Control of heart function: There is a known risk of development of anthracycline induced cumulative dose-dependent cardiomyopathy. Therefore a cumulative dose of (450-)550 mg/m² should not be exceeded. At doses above this, the risk of development of heart failure considerably increases. The heart function should therefore be assessed before start of the treatment and carefully monitored during the whole treatment. Electrocardiography before and after each treatment cycle is recommended. Changes in ECG such as depression or negative T-wave, decrease in the ST-segment or arrhythmias are usually signs of an acute but transient (reversible) toxic effect and are not considered indications for suspension of doxorubicin therapy. However, a reduction in the amplitude of the QRS-wave and a prolongation of the systolic interval are considered more indicative of anthracycline-induced cardiac toxicity. The best sign to predict cardiomyopathy is a reduction in the left ventricular ejection fraction (LVEF), determined by ultrasound or heart scintigraphy. LVEF-investigations should be performed before treatment and be repeated after each accumulated dose of about 100 mg/m2 , and at clinical signs of heart failure. As a rule, an absolute decrease with >10 % or a decrease below 50 %, in patients with normal initial LVEF-values, is a sign of an impairment of the heart function.

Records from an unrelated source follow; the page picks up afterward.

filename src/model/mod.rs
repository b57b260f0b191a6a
pub mod config;
pub mod record;
pub mod template;

pub use config::*;
pub use record::*;
pub use template::*;
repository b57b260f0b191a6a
pub mod commands;
pub mod handlers;
pub mod output;
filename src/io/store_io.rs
use std::fs;
use std::path::{Path, PathBuf};

use crate::error::{StoreError, StoreResult};
use crate::io::atomic::atomic_write;
use crate::io::layout::{CONFIG_FILE, StoreLayout};
use crate::model::config::StoreConfig;

/// An opened store: where it lives and how it is configured
#[derive(Debug, Clone)]
pub struct Store {
    pub layout: StoreLayout,
    pub config: StoreConfig,
}

const CONFIG_TEMPLATE: &str = r##"[store]
name = "{name}"

[loader]
# Threads used to read records in bulk. 0 = one per CPU.
workers = 0
# Give up on reads not started within this many milliseconds. 0 = no limit.
deadline_ms = 0
# List files without a timestamp suffix are skipped instead of failing.
skip_malformed_names = false

[export]
delimiter = ","
# Add a File column with each record's path.
include_path = false
"##;

/// Find the store root by walking up from `start`, looking for `lister.toml`.
pub fn discover_store(start: &Path) -> StoreResult<PathBuf> {
    let mut current = start.to_path_buf();
    loop {
        if current.join(CONFIG_FILE).is_file() {
            return Ok(current);
        }
        if !current.pop() {
            return Err(StoreError::NotAStore);
        }
    }
}

/// Open the store rooted at `root`.
pub fn open_store(root: &Path) -> StoreResult<Store> {
    let layout = StoreLayout::new(root);
    let config_path = layout.config_path();
    if !config_path.is_file() {
        return Err(StoreError::NotAStore);
    }
    let text =
        fs::read_to_string(&config_path).map_err(|e| StoreError::io("read", &config_path, e))?;
    let config: StoreConfig = toml::from_str(&text)?;
    Ok(Store { layout, config })
}

/// Create the config and base directories. An existing config is kept
/// unless `force` is set.
pub fn init_store(root: &Path, name: &str, force: bool) -> StoreResult<Store> {
    let layout = StoreLayout::new(root);
    for dir in layout.base_dirs() {
        fs::create_dir_all(&dir).map_err(|e| StoreError::io("create", &dir, e))?;
    }
    let config_path = layout.config_path();
    if force || !config_path.exists() {
        let content = CONFIG_TEMPLATE.replace("{name}", &name.replace('"', "'"));
        atomic_write(&config_path, content.as_bytes())
            .map_err(|e| StoreError::io("write", &config_path, e))?;
        tracing::info!(root = %root.display(), "initialized store");
    }
    open_store(root)
}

Continued treatment with doxorubicin must in these cases be carefully evaluated. The risk for cardiotoxicity may increase in patients previously on radiotherapy towards the mediastinal pericardium, in patients previously treated with other anthracyclines and/or anthracenediones, or in patients with a history of heart diseases. The total dose of doxorubicin administered to the individual patient should also take into account any previous or concomitant therapy with other potentially cardiotoxic agents such as high-dose i.v. cyclophosphamide, mediastinal irradiation or related anthracycline compounds such as daunorubicin.
Control of liver function: Doxorubicin is mainly eliminated via the hepatobiliary system. The elimination of the drug can therefore be prolonged with subsequent general toxicity if the liver function is impaired or biliary secretion is obstructed. Before start and during treatment, control of the liver function with conventional tests such as AST, ALT, ALP and bilirubin is recommended. Dose reduction may be necessary (see 4.2).
Control of serum uric acid: During therapy serum uric acid may increase. In case of hyperuricemia antihyperuricemic therapy should be initiated.
In patients with severely impaired renal function dose reductions may be necessary (see section 4.2).
Doxorubicin 2 mg/ml may potentiate the toxicity of other anticancer chemotherapies (see section 4.5). Doxorubicin amplifies the radiation toxicity to heart muscle, mucous membranes, skin and liver.
A stinging or burning sensation at the site of administration may signify a small degree of extravasation. If extravasation is suspected or occurs, the injection should be discontinued and restarted in a different blood vessel. Cooling the area for 24 hours can reduce the discomfort. The patient should be carefully monitored for several weeks. Surgical measures might be necessary.
The patient should be informed that the urine might be reddish after administration.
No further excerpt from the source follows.